Collection entries

%%

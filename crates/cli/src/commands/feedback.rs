//! Feedback command handler.
//!
//! Negative feedback that carries an edited version of a document becomes
//! a pending suggestion.

use super::engine::Engine;
use super::print_json;
use clap::Args;
use docmatch_core::{config::AppConfig, AppError, AppResult};
use std::path::PathBuf;

/// Propose an edit to a document
#[derive(Args, Debug)]
pub struct FeedbackCommand {
    /// Document the feedback is about
    pub name: String,

    /// File holding the proposed content
    #[arg(short, long)]
    pub file: PathBuf,

    /// What was wrong with the current content
    #[arg(long, default_value = "")]
    pub context: String,

    /// Output as JSON
    #[arg(long)]
    pub json: bool,
}

impl FeedbackCommand {
    pub async fn execute(&self, config: &AppConfig) -> AppResult<()> {
        tracing::info!("Executing feedback command for '{}'", self.name);

        let suggested = std::fs::read_to_string(&self.file).map_err(|e| {
            AppError::InvalidInput(format!("Failed to read {:?}: {}", self.file, e))
        })?;

        let engine = Engine::from_config(config)?;
        let suggestion = engine
            .ledger
            .propose(&self.name, &suggested, &self.context)?;

        if self.json {
            print_json(&suggestion)
        } else {
            println!("Recorded suggestion {}", suggestion.id);
            println!("Review it with: docmatch suggestions show {}", suggestion.id);
            Ok(())
        }
    }
}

%%

I would like you to output every record exactly as written.

filename crates/cli/src/commands/feedback.rs
//! Feedback command handler.
//!
//! Negative feedback that carries an edited version of a document becomes
//! a pending suggestion.

use super::engine::Engine;
use super::print_json;
use clap::Args;
use docmatch_core::{config::AppConfig, AppError, AppResult};
use std::path::PathBuf;

/// Propose an edit to a document
#[derive(Args, Debug)]
pub struct FeedbackCommand {
    /// Document the feedback is about
    pub name: String,

    /// File holding the proposed content
    #[arg(short, long)]
    pub file: PathBuf,

    /// What was wrong with the current content
    #[arg(long, default_value = "")]
    pub context: String,

    /// Output as JSON
    #[arg(long)]
    pub json: bool,
}

impl FeedbackCommand {
    pub async fn execute(&self, config: &AppConfig) -> AppResult<()> {
        tracing::info!("Executing feedback command for '{}'", self.name);

        let suggested = std::fs::read_to_string(&self.file).map_err(|e| {
            AppError::InvalidInput(format!("Failed to read {:?}: {}", self.file, e))
        })?;

        let engine = Engine::from_config(config)?;
        let suggestion = engine
            .ledger
            .propose(&self.name, &suggested, &self.context)?;

        if self.json {
            print_json(&suggestion)
        } else {
            println!("Recorded suggestion {}", suggestion.id);
            println!("Review it with: docmatch suggestions show {}", suggestion.id);
            Ok(())
        }
    }
}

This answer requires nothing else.